James Corden poses in a black sweater
James Corden said almost two weeks ago that he would change the “Spill Your Guts” segment.
(Kirk McKoy / Los Angeles Times)

When is a controversy done being a controversy?

That’s the question now for thousands of online critics and late-night host James Corden. At issue is his occasional segment “Spill Your Guts or Fill Your Guts,” which has been called racist for its use of some traditional Asian foods in its recurring hit parade of edibles.

Kim Saira, a Filipina Chinese social-media influencer, started a Change.org petition against the segment June 8, a day after posting a TikTok video that went viral. By the time she organized an in-person protest in L.A. last Thursday, more than 40,000 people had signed the petition.

In an Instagram post Friday, Saira said the 60-person protest was “SO much fun,” but noted that she hadn’t gotten a response from CBS or Corden.

In “Spill Your Guts or Fill Your Guts,” Corden asks celebrity guests challenging questions while offering them unusual and sometimes outrageous foods as an option if they decline to answer. The host accepts the same challenge.

While the goal would be getting the dishiest reveal, the laughs generally come from the foods themselves and the reactions to them.

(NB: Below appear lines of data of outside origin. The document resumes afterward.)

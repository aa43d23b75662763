//! User-defined pattern rules and their storage boundary.

use chrono::{DateTime, Utc};
use regex::Regex;
use serde::{Deserialize, Serialize};

use crate::diagnostic::Severity;
use crate::error::{PatlintError, Result};

/// A user-supplied pattern rule applied line-by-line to the text.
///
/// Rules are owned and persisted by the host; the engine only reads an
/// enabled-rule snapshot per run and never mutates one. Field names
/// serialize as camelCase so existing rule-export files load unchanged.
#[derive(Debug, Clone, PartialEq, Serialize, Deserialize)]
#[serde(rename_all = "camelCase")]
pub struct CustomRule {
    pub id: String,
    pub name: String,
    #[serde(default)]
    pub description: String,
    /// Literal substring or regular expression, per `is_regex`.
    pub pattern: String,
    pub is_regex: bool,
    /// Description carried verbatim onto every diagnostic the rule emits.
    pub error_message: String,
    #[serde(default)]
    pub suggestion: String,
    pub severity: Severity,
    pub enabled: bool,
    /// Stored as a millisecond epoch, the format legacy rule files carry.
    #[serde(with = "chrono::serde::ts_milliseconds")]
    pub created_at: DateTime<Utc>,
    /// Optional grouping; legacy records without one default to empty.
    #[serde(default)]
    pub category: String,
}

impl CustomRule {
    /// Create an enabled literal-substring rule.
    pub fn new(
        id: impl Into<String>,
        name: impl Into<String>,
        pattern: impl Into<String>,
        error_message: impl Into<String>,
    ) -> Self {
        Self {
            id: id.into(),
            name: name.into(),
            description: String::new(),
            pattern: pattern.into(),
            is_regex: false,
            error_message: error_message.into(),
            suggestion: String::new(),
            severity: Severity::Error,
            enabled: true,
            created_at: Utc::now(),
            category: String::new(),
        }
    }

    /// Mark the pattern as a regular expression.
    pub fn regex(mut self) -> Self {
        self.is_regex = true;
        self
    }

    /// Set the remediation suggestion.
    pub fn with_suggestion(mut self, suggestion: impl Into<String>) -> Self {
        self.suggestion = suggestion.into();
        self
    }

    /// Set the severity.
    pub fn with_severity(mut self, severity: Severity) -> Self {
        self.severity = severity;
        self
    }

    /// Set the category.
    pub fn with_category(mut self, category: impl Into<String>) -> Self {
        self.category = category.into();
        self
    }

    /// Disable the rule.
    pub fn disabled(mut self) -> Self {
        self.enabled = false;
        self
    }

    /// Compile the pattern for a regex rule.
    ///
    /// Patterns come from untrusted user input, so compilation failure is a
    /// recoverable per-rule error, never a run abort.
    pub fn compiled_pattern(&self) -> Result<Regex> {
        Regex::new(&self.pattern).map_err(|source| PatlintError::Pattern {
            rule: self.name.clone(),
            source,
        })
    }
}

/// Storage boundary for the host's persisted rule list.
///
/// The engine itself is storage-agnostic; hosts inject an implementation.
/// The CLI persists a JSON array; a web host might use a key-value store.
pub trait RuleStore {
    /// Load the full rule list.
    fn load(&self) -> Result<Vec<CustomRule>>;

    /// Persist the full rule list, replacing the previous one.
    fn save(&self, rules: &[CustomRule]) -> Result<()>;
}

#[cfg(test)]
mod tests {
    use super::*;

    #[test]
    fn test_legacy_json_without_category_loads() {
        let json = r#"{
            "id": "rule-1",
            "name": "禁止使用大约",
            "description": "",
            "pattern": "大约",
            "isRegex": false,
            "errorMessage": "权利要求中不应使用模糊用语。",
            "suggestion": "请使用确定的数值或范围。",
            "severity": "warning",
            "enabled": true,
            "createdAt": 1714521600000
        }"#;

        let rule: CustomRule = serde_json::from_str(json).unwrap();
        assert_eq!(rule.name, "禁止使用大约");
        assert_eq!(rule.category, "");
        assert!(!rule.is_regex);
        assert_eq!(rule.severity, Severity::Warning);
    }

    #[test]
    fn test_round_trip_keeps_camel_case() {
        let mut rule = CustomRule::new("r1", "n", "p", "m").with_category("措辞");
        // Pin to whole milliseconds; that is all the wire format carries.
        rule.created_at = DateTime::from_timestamp_millis(1714521600000).unwrap();
        let json = serde_json::to_value(&rule).unwrap();
        assert!(json.get("isRegex").is_some());
        assert!(json.get("errorMessage").is_some());
        assert!(json.get("createdAt").is_some());

        let back: CustomRule = serde_json::from_value(json).unwrap();
        assert_eq!(back, rule);
    }

    #[test]
    fn test_compiled_pattern_rejects_bad_regex() {
        let rule = CustomRule::new("r1", "bad", "([unclosed", "m").regex();
        assert!(rule.compiled_pattern().is_err());
    }
}
//! Command implementations.

pub mod analyze;
pub mod rules;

James Corden is under fire for “Spill Your Guts,” a celebrity segment on his late-night show that critics say ridicules beloved Asian dishes.

Saira’s petition called on Corden to change the game or cease it altogether. It asked that he issue a public apology and make a donation to support Asian-owned businesses. It also linked Corden’s segment to current incidents of anti-Asian violence, saying, “Content like this continually perpetuates and encourages harm and racism against Asian Americans in our daily lives.”

However, it turns out the protest was already successful in one of its goals more than a week before it was held.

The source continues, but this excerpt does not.